Water
Nebula has been missing something for a very long time. When I started working with Nebula something like 3 years ago, we had simple UV-animated alpha planes which were supposed to look like water. And for the time being, they looked really good.
However, today a simple uv-animated alpha plane won’t quite cut it. Instead, we need something fancier, incorporating refraction, reflection and specular highlighting. I have been doing exactly this for the past day. The result is beautiful and realistic-ish water (let’s face it, water in real life is rather boring). Picture time!
However, I’ve been a bit lazy with the reflections in our implementation. The GPU Gems article from Nvidia shows that we should render the scene from below the water plane in order to get correct reflections. Instead, I simply just cheat and use the already lit and rendered image as a reflection. This makes the reflections completely wrong, but it still looks good…

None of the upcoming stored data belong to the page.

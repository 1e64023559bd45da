//! Random-access read-only file store

use std::fs::File;
use std::io::{Read, Seek, SeekFrom};
use std::path::Path;

use crate::error::{Result, StreamError};

/// Read-only random-access file.
///
/// Useful for files too large to slurp into memory; for small inputs,
/// reading the file and using an in-memory stream is usually faster.
/// The size is captured at open time; the runtime assumes no concurrent
/// truncation.
pub(crate) struct FileStore {
    file: File,
    size: u64,
}

impl FileStore {
    pub(crate) fn open(path: &Path) -> Result<Self> {
        let file = File::open(path)?;
        let size = file.metadata()?.len();
        Ok(Self { file, size })
    }

    pub(crate) fn len(&self) -> u64 {
        self.size
    }

    pub(crate) fn read_at(&mut self, pos: u64, buf: &mut [u8]) -> Result<()> {
        if pos + buf.len() as u64 > self.size {
            return Err(StreamError::EndOfStream {
                requested: buf.len() as u64,
                pos,
                size: self.size,
            });
        }
        self.file.seek(SeekFrom::Start(pos))?;
        self.file.read_exact(buf)?;
        Ok(())
    }
}
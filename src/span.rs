//! Positional metadata attached to parsed fields
//!
//! When a format is compiled with position tracking, the generated code
//! records a [`Span`] per field so debuggers and hex-view tooling can map
//! parsed values back to byte ranges. All positions are byte offsets; a
//! span with no `end` belongs to a field that has not finished parsing
//! (or whose parse failed).

use crate::stream::Stream;

/// Byte range of one parsed field.
///
/// `start` and `end` are relative to the stream the field was parsed
/// from; `offset` is that stream's origin within the root stream, so the
/// absolute accessors work across substream boundaries.
#[derive(Debug, Clone, PartialEq, Eq)]
pub struct Span {
    /// Origin of the field's stream within the root stream
    pub offset: u64,
    /// Start of the field, relative to its stream
    pub start: u64,
    /// End of the field, relative to its stream; `None` until parsed
    pub end: Option<u64>,
}

impl Span {
    /// Span starting at the stream's current position, end unknown.
    pub fn new(io: &Stream) -> Self {
        Self {
            offset: io.offset(),
            start: io.pos(),
            end: None,
        }
    }

    /// Record the end of the field at the stream's current position.
    pub fn end_here(&mut self, io: &Stream) {
        self.end = Some(io.pos());
    }

    /// Start offset relative to the root stream.
    pub fn absolute_start(&self) -> u64 {
        self.offset + self.start
    }

    /// End offset relative to the root stream, if parsed.
    pub fn absolute_end(&self) -> Option<u64> {
        self.end.map(|end| self.offset + end)
    }

    /// Size of the span in bytes, if parsed.
    pub fn len(&self) -> Option<u64> {
        self.end.map(|end| end - self.start)
    }

    pub fn is_empty(&self) -> bool {
        self.len() == Some(0)
    }
}

/// Span of an array field plus the span of each element.
#[derive(Debug, Clone, PartialEq, Eq)]
pub struct ArraySpan {
    pub span: Span,
    pub items: Vec<Span>,
}

impl ArraySpan {
    pub fn new(io: &Stream) -> Self {
        Self {
            span: Span::new(io),
            items: Vec::new(),
        }
    }

    pub fn with_capacity(io: &Stream, n: usize) -> Self {
        Self {
            span: Span::new(io),
            items: Vec::with_capacity(n),
        }
    }

    /// Start a new item span at the stream's current position and return
    /// it for the caller to close once the item is parsed.
    pub fn add_item(&mut self, io: &Stream) -> &mut Span {
        self.items.push(Span::new(io));
        let last = self.items.len() - 1;
        &mut self.items[last]
    }
}
//! Owned in-memory buffer store

use crate::error::{Result, StreamError};

/// Fixed-size read/write buffer.
///
/// Writes past the end fail with `EndOfStream`; the buffer never grows.
pub(crate) struct BufferStore {
    data: Vec<u8>,
}

impl BufferStore {
    pub(crate) fn new(data: Vec<u8>) -> Self {
        Self { data }
    }

    /// Zero-filled buffer of `n` bytes, for serialization with a known size.
    pub(crate) fn with_capacity(n: usize) -> Self {
        Self { data: vec![0u8; n] }
    }

    pub(crate) fn len(&self) -> u64 {
        self.data.len() as u64
    }

    pub(crate) fn as_slice(&self) -> &[u8] {
        &self.data
    }

    pub(crate) fn read_at(&self, pos: u64, buf: &mut [u8]) -> Result<()> {
        let end = pos + buf.len() as u64;
        if end > self.len() {
            return Err(StreamError::EndOfStream {
                requested: buf.len() as u64,
                pos,
                size: self.len(),
            });
        }
        buf.copy_from_slice(&self.data[pos as usize..end as usize]);
        Ok(())
    }

    pub(crate) fn write_at(&mut self, pos: u64, bytes: &[u8]) -> Result<()> {
        let end = pos + bytes.len() as u64;
        if end > self.len() {
            return Err(StreamError::EndOfStream {
                requested: bytes.len() as u64,
                pos,
                size: self.len(),
            });
        }
        self.data[pos as usize..end as usize].copy_from_slice(bytes);
        Ok(())
    }
}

Sometime in the future, I might write a new frame shader which cheaply renders the objects being reflected without all the fancy stuff like SSS, HBAO and multiple light shading, so as to give decent-looking geometry for reflections. Although, for the time being, this serves nicely. I also have an alternative shader which uses an environment map to render the reflections using a pre-rendered environment map, which may look good when using water in small local areas where real-time reflections are easily overlooked.
The water is fully customizable, with reflection intensity, water color, deep water color and of course reflection map. The reflection map is supposed to be a pre-rendered cube map of the scene, so that reflections can be done without rendering everything twice. One can select whether to cheat, or to use an environment map.
I’ve also written a billboard rendering system, which basically just lets us render textures to billboards which is very useful for the level editor and other such tools. This is a crude representation of how it can look:
With actual icons, we can neatly show billboards instead of geometry to represent such things as spotlights, pointlights, the global light, and any other such entities which can’t, or shouldn’t, be represented with geometry.
Next thing on the list is terrain rendering, so keep tuned!